Die einzigartige Geschichte Maria Meissners als Pionierin des Frauenfußballs, gute Seele des FC Bayern an der Säbener Straße und „Mutter“ der Pokale, die sie bis ins hohe Alter pflegte, macht sie unvergessen.

HERRMANN SCHÜLEIN (1884-1970)


Seit 2019 kümmern wir uns um das große Familiengrab der Familie Schülein auf dem Neuen Israelitischen Friedhof. In Abstimmung mit der Friedhofsverwaltung der Israelitischen Kultusgemeinde nehmen wir hier Reinigungsarbeiten und Pflanzenrückschnitt vor.
Herrmann Schülein, der aus der jüdischen Brauerfamilie Schülein entstammte, war Mitglied und bereits seit 1927 ein großer Förderer des FC Bayern. Er trat in die Fußstapfen von Vater Joseph, wurde zum Generaldirektor von Löwenbräu, entwickelte diese zur größten bayrischen Brauerei bis er 1935 auf Druck der Nazis von seinem Amt zurücktreten musste und nach Amerika floh. Auch von dort aus unterstützte er weiter seine Bayern, u.a. 1954 durch finanzielle Hilfe beim Ausbau der Sportanlage an der Säbener Straße.

JOSZEF ZSAMBOKI (1933-2011)


Auf dieses Grab unseres ehemaligen Spielers wurden wir von einem Bayernfan hingewiesen, dem es auf dem Ostfriedhof auffiel und der unsere Projekte kannte.

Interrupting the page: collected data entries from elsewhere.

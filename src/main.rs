use std::net::SocketAddr;
use std::process;

use clap::{Parser, Subcommand};
use comfy_table::{modifiers, presets, ContentArrangement, Table};
use terminal_size::{terminal_size, Width};
use tracing_subscriber::layer::SubscriberExt;
use tracing_subscriber::util::SubscriberInitExt;
use tracing_subscriber::{fmt, EnvFilter};

use gatekeep::config::{self, GateConfig, DEFAULT_HOST, DEFAULT_PORT};
use gatekeep::{build_router, AppState};

fn load_config(env_file: Option<&str>) -> GateConfig {
    config::load_env_file(env_file);
    match GateConfig::from_env() {
        Ok(c) => c,
        Err(e) => {
            tracing::error!(%e, "Invalid configuration");
            eprintln!("{}: {}", yansi::Paint::red("Invalid configuration"), e);
            process::exit(1);
        }
    }
}

async fn start_server(config: GateConfig, host: &str, port: u16) {
    let addr: SocketAddr = match format!("{}:{}", host, port).parse() {
        Ok(a) => a,
        Err(e) => {
            tracing::error!(%e, "Invalid host/port format");
            eprintln!("{}: {}", yansi::Paint::red("Invalid host/port format"), e);
            process::exit(1);
        }
    };
    let state = AppState::new(config);
    tracing::info!(
        users = state.gate.credentials().len(),
        login_page = %state.config.login_page,
        csrf = state.config.csrf_protection,
        "Authentication gate configured"
    );
    let app = build_router(state);
    tracing::info!(%addr, "Starting gatekeep server");
    println!(
        "{} {}",
        yansi::Paint::new("Web server running on").green(),
        yansi::Paint::new(format!("http://{}", addr)).cyan()
    );
    match tokio::net::TcpListener::bind(addr).await {
        Ok(listener) => {
            if let Err(e) = axum::serve(listener, app).await {
                tracing::error!(%e, "Server encountered an error while running");
                eprintln!("{}: {}", yansi::Paint::new("Server error").red(), e);
                process::exit(1);
            }
        }
        Err(e) => {
            tracing::error!(%e, "Failed to bind to address; is the port already in use?");
            eprintln!(
                "{}: {}\n{}",
                yansi::Paint::new(format!("Failed to bind to {}", addr)).red(),
                e,
                yansi::Paint::new("Stop the process using this port, or pass a different --port value.").yellow()
            );
            process::exit(1);
        }
    }
}

fn print_config(config: &GateConfig) {
    let mut table = Table::new();
    table.load_preset(presets::UTF8_FULL);
    table.apply_modifier(modifiers::UTF8_ROUND_CORNERS);
    table.set_content_arrangement(ContentArrangement::Dynamic);
    if let Some((Width(w), _)) = terminal_size() {
        table.set_width(w.saturating_sub(4));
    }
    table.set_header(vec!["Setting", "Value"]);
    for rec in &config.credentials {
        table.add_row(vec![
            "user".to_string(),
            format!("{} (password: {}, role: {})", rec.username, "*".repeat(rec.password.len()), rec.role),
        ]);
    }
    if let Ok(serde_json::Value::Object(fields)) = serde_json::to_value(config) {
        for (k, v) in fields {
            let shown = match v {
                serde_json::Value::String(s) => s,
                serde_json::Value::Array(items) => items
                    .iter()
                    .map(|i| i.as_str().map(str::to_string).unwrap_or_else(|| i.to_string()))
                    .collect::<Vec<_>>()
                    .join(", "),
                other => other.to_string(),
            };
            table.add_row(vec![k, shown]);
        }
    }
    println!("\n{table}\n");
}

#[derive(Parser)]
#[command(
    name = "gatekeep",
    author,
    version,
    about = "Form-login gate in front of a tiny hello service",
    long_about = r#"gatekeep serves GET /hello behind a form-login authentication gate.

Unauthenticated requests are redirected to the login page; static assets under
the exempt prefixes (/js/, /css/, /images/ by default) are served without a
session. Configuration comes from GATE_* environment variables or a .env file.

Examples:
  1) Run with the defaults:
      gatekeep serve --port 8080
  2) Check the effective configuration:
      gatekeep check-config --env-file .env
"#,
    after_help = "Use `gatekeep <subcommand> --help` to get subcommand specific options."
)]
struct Cli {
    #[command(subcommand)]
    command: Option<Commands>,
    /// Disable colorized output
    #[arg(long, global = true)]
    no_color: bool,
}

#[derive(Subcommand)]
enum Commands {
    /// Start the web server
    Serve {
        /// Host to bind to
        #[arg(long, default_value_t = String::from(DEFAULT_HOST))]
        host: String,
        /// Port to bind to
        #[arg(long, default_value_t = DEFAULT_PORT)]
        port: u16,
        /// Path to .env file
        #[arg(long)]
        env_file: Option<String>,
    },
    /// Validate and print the effective configuration
    #[command(about = "Validate and print the effective configuration.", long_about = "Load GATE_* variables (optionally from an env file), validate them and print the resulting gate configuration with passwords masked. Exits with status 1 when the configuration is invalid.")]
    CheckConfig {
        /// Path to .env file
        #[arg(long)]
        env_file: Option<String>,
    },
}

#[tokio::main]
async fn main() {
    tracing_subscriber::registry()
        .with(fmt::layer())
        .with(EnvFilter::from_default_env())
        .init();

    let cli = Cli::parse();

    if cli.no_color {
        yansi::whenever(yansi::Condition::NEVER);
    }

    match cli.command {
        None => {
            let config = load_config(None);
            start_server(config, DEFAULT_HOST, DEFAULT_PORT).await;
        }
        Some(Commands::Serve { host, port, env_file }) => {
            let config = load_config(env_file.as_deref());
            start_server(config, &host, port).await;
        }
        Some(Commands::CheckConfig { env_file }) => {
            let config = load_config(env_file.as_deref());
            print_config(&config);
            println!("{}", yansi::Paint::new("Configuration is valid").green());
        }
    }
}
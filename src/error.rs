use axum::http::StatusCode;
use axum::response::{IntoResponse, Response};
use thiserror::Error;

/// Errors surfaced while handling a request.
#[derive(Debug, Error)]
pub enum AppError {
    #[error("failed to render template: {0}")]
    Template(#[from] askama::Error),

    #[error("missing or mismatched CSRF token")]
    CsrfMismatch,
}

impl IntoResponse for AppError {
    fn into_response(self) -> Response {
        match self {
            AppError::Template(e) => {
                tracing::error!(%e, "template rendering failed");
                (StatusCode::INTERNAL_SERVER_ERROR, "Internal Server Error").into_response()
            }
            AppError::CsrfMismatch => {
                tracing::warn!("rejected request with invalid CSRF token");
                (StatusCode::FORBIDDEN, "Forbidden").into_response()
            }
        }
    }
}
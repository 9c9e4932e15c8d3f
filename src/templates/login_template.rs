use askama::Template;

use crate::config::CSRF_PARAM;
use crate::models::AppState;

#[derive(Template)]
#[template(path = "login.html")]
pub struct LoginTemplate {
    pub login_processing_url: String,
    pub username_param: String,
    pub password_param: String,
    pub csrf_param: &'static str,
    pub csrf_token: Option<String>,
    pub error: Option<String>,
    pub notice: Option<String>,
}

impl LoginTemplate {
    pub fn new(state: &AppState, csrf_token: Option<String>) -> Self {
        Self {
            login_processing_url: state.config.login_processing_url.clone(),
            username_param: state.config.username_param.clone(),
            password_param: state.config.password_param.clone(),
            csrf_param: CSRF_PARAM,
            csrf_token,
            error: None,
            notice: None,
        }
    }

    pub fn with_error(mut self, error: impl Into<String>) -> Self {
        self.error = Some(error.into());
        self
    }

    pub fn with_notice(mut self, notice: impl Into<String>) -> Self {
        self.notice = Some(notice.into());
        self
    }
}
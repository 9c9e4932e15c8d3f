use crate::models::CredentialRecord;

/// Read-only, ordered set of credential records handed to the gate at
/// construction.
#[derive(Clone, Debug, Default)]
pub struct CredentialStore {
    records: Vec<CredentialRecord>,
}

impl CredentialStore {
    pub fn new(records: Vec<CredentialRecord>) -> Self {
        Self { records }
    }

    /// The first record with this username, if its password matches exactly.
    pub fn verify(&self, username: &str, password: &str) -> Option<&CredentialRecord> {
        self.records
            .iter()
            .find(|r| r.username == username)
            .filter(|r| r.matches(username, password))
    }

    pub fn len(&self) -> usize {
        self.records.len()
    }

    pub fn is_empty(&self) -> bool {
        self.records.is_empty()
    }
}
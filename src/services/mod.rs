pub mod auth_gate;
pub mod credential_store;
pub mod session_store;

pub use auth_gate::{AuthGate, Authorization, CredentialInput, LoginOutcome};
pub use credential_store::CredentialStore;
pub use session_store::{random_token, SessionStore};
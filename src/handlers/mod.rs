pub mod auth;
pub mod hello;
pub mod helpers;
pub mod middleware;
pub mod system;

Joszef Zsamboki ging von 1957-1960 sehr erfolgreich für den FC Bayern in der Oberliga Süd auf Torejagd, spielte anschließend in Kassel und Strasbourg. Nach seiner Karriere zog Zsamboki wieder nach München zurück.
Wir fanden heraus, dass die Kosten für das Begräbnis von der Stadt München getragen wurden und haben uns dort 2019 das Betreuungsrecht für die Grabstätte übertragen lassen. Über die Stadt holten wir eine Sondergenehmigung ein, um hier einen Gedenkstein mit Bayern Wappen integrieren zu können. Mit der Gärtnerei vor Ort sorgten wir zudem für die Neuanlage und Bepflanzung des Grabes.

 


HEINRICH BERLINER (1903-1940)


Heinrich Berliner - Münchner, FC Bayern-Anhänger, Vereinsmitglied und stets gerne bei den Spielen seiner Bayern im Stadion dabei – einer wir du und ich, einer von uns.

Doch das Leben von Heinrich Berliner, das am 24. April 1903 in München begann, verlief aufgrund seiner jüdischen Wurzeln nicht wie unser Leben, sondern endete aufgrund von Demütigungen und Entrechtung durch die Nazis am 9. November 1940 aussichtslos im Suizid.
Durch die Recherche des FC Bayern sind wir auf die Biografie von Heinrich Berliner aufmerksam geworden. Bei einem Besuch auf dem Neuen Israelitischen Friedhof in München haben wir das Grab von Heinrich Berliner angesehen, wo der Name und die Daten auf dem Grabstein kaum noch erkennbar waren. Die von uns angebotene Restauration des Grabsteins von Heinrich Berliner wurde mit großem Dank angenommen.